== Required action ==
Whichever lines include the word "debug", copy them as they appear in the data.
--- Task data ---
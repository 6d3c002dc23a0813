//! Service wiring for CLI commands
//!
//! Resolves the configuration, initialises logging and opens the durable
//! stores every command works against.

use super::config::{default_config_path, default_data_path, LoggingConfig, OriginBindConfig};
use originbind::admin::AdminService;
use originbind::gatekeeper::{AccessGate, AccessHistory, AuditLog};
use originbind::geo::{GeoResolver, IpApiLookup};
use originbind::persistence::{
    RegistrationStore, ACCESS_HISTORY_FILE, FAILED_LOGINS_FILE, REGISTRATIONS_FILE,
};
use std::fs::OpenOptions;
use std::path::PathBuf;
use std::sync::{Arc, Mutex};
use tracing::{debug, info};
use tracing_subscriber::layer::SubscriberExt;
use tracing_subscriber::util::SubscriberInitExt;
use tracing_subscriber::EnvFilter;

/// Opened services for one CLI invocation.
pub struct Context {
    pub config: OriginBindConfig,
    pub store: Arc<RegistrationStore>,
    pub audit: Arc<AuditLog>,
    pub history: Option<Arc<AccessHistory>>,
    pub geo: Option<Arc<GeoResolver>>,
}

impl Context {
    /// Load configuration and open every store.
    ///
    /// Configuration is taken from `--config` if given, otherwise from
    /// `config.toml` in the data directory. A default file is written if none
    /// exists. `--data-dir` overrides `storage.data_dir`.
    pub fn load(
        config_path: Option<String>,
        data_dir: Option<String>,
    ) -> Result<Self, Box<dyn std::error::Error>> {
        let (config_path, data_dir) = resolve_paths(config_path, data_dir);

        let created = !config_path.exists();
        if created {
            let dir = data_dir.clone().unwrap_or_else(default_data_path);
            OriginBindConfig::create_default(&config_path, &dir)?;
        }

        let mut config = OriginBindConfig::load(&config_path)?;
        if let Some(dir) = data_dir {
            config.storage.data_dir = dir;
        }

        init_logging(&config.logging)?;
        if created {
            info!(path = %config_path.display(), "default configuration created");
        }

        Self::from_config(config)
    }

    /// Open every store described by `config`. Does not touch logging.
    pub fn from_config(config: OriginBindConfig) -> Result<Self, Box<dyn std::error::Error>> {
        let data_dir = &config.storage.data_dir;

        let store = Arc::new(RegistrationStore::open(data_dir.join(REGISTRATIONS_FILE))?);
        let audit = Arc::new(AuditLog::open(data_dir.join(FAILED_LOGINS_FILE))?);

        let history = if config.access_history.enabled {
            Some(Arc::new(AccessHistory::open(
                data_dir.join(ACCESS_HISTORY_FILE),
                config.access_history.max_entries,
            )?))
        } else {
            None
        };

        let geo = if config.geo.enabled {
            let lookup = IpApiLookup::new(config.geo.api_url.clone(), config.geo.timeout())?;
            Some(Arc::new(GeoResolver::new(
                Arc::new(lookup),
                config.geo.cache_ttl(),
                config.geo.timeout(),
            )))
        } else {
            None
        };

        Ok(Self {
            config,
            store,
            audit,
            history,
            geo,
        })
    }

    /// Access gate over the opened stores.
    pub fn gate(&self) -> AccessGate {
        let mut gate = AccessGate::new(
            Arc::clone(&self.store),
            Arc::clone(&self.audit),
            self.config.gate_policy(),
        );
        if let Some(history) = &self.history {
            gate = gate.with_history(Arc::clone(history));
        }
        if let Some(geo) = &self.geo {
            gate = gate.with_geo(Arc::clone(geo));
        }
        gate
    }

    /// Admin service over the opened stores.
    pub fn admin(&self) -> AdminService {
        let admin = AdminService::new(
            Arc::clone(&self.store),
            Arc::clone(&self.audit),
            self.config.policy.max_origins_per_identity,
        );
        match &self.history {
            Some(history) => admin.with_history(Arc::clone(history)),
            None => admin,
        }
    }
}

/// Work out the config file path and the data directory override.
fn resolve_paths(
    config_path: Option<String>,
    data_dir: Option<String>,
) -> (PathBuf, Option<PathBuf>) {
    let data_dir = data_dir.map(PathBuf::from);
    let config_path = config_path.map(PathBuf::from).unwrap_or_else(|| {
        let dir = data_dir.clone().unwrap_or_else(default_data_path);
        default_config_path(&dir)
    });
    (config_path, data_dir)
}

/// Install the global tracing subscriber.
///
/// `RUST_LOG` wins over the configured level. Logs go to stderr, or to the
/// configured file without ANSI colours. Installing twice is a no-op.
pub fn init_logging(logging: &LoggingConfig) -> Result<(), Box<dyn std::error::Error>> {
    let filter = EnvFilter::try_from_default_env()
        .or_else(|_| EnvFilter::try_new(&logging.level))
        .unwrap_or_else(|_| EnvFilter::new("info"));

    let installed = if let Some(path) = &logging.file {
        let file = OpenOptions::new()
            .create(true)
            .append(true)
            .open(path)
            .map_err(|e| format!("Failed to open log file '{}': {}", path.display(), e))?;

        tracing_subscriber::registry()
            .with(filter)
            .with(
                tracing_subscriber::fmt::layer()
                    .with_writer(Mutex::new(file))
                    .with_ansi(false),
            )
            .try_init()
    } else {
        tracing_subscriber::registry()
            .with(filter)
            .with(
                tracing_subscriber::fmt::layer()
                    .with_target(false)
                    .with_writer(std::io::stderr),
            )
            .try_init()
    };

    if let Err(e) = installed {
        debug!(error = %e, "tracing subscriber already installed");
    }
    Ok(())
}

/// Context over `dir` with geolocation off, for command tests.
#[cfg(test)]
pub(crate) fn test_context(dir: &std::path::Path) -> Context {
    let mut config = OriginBindConfig::new(dir.to_path_buf());
    config.geo.enabled = false;
    Context::from_config(config).unwrap()
}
---
== Response to this exercise ==
use tracing::{debug, info};
        debug!(error = %e, "tracing subscriber already installed");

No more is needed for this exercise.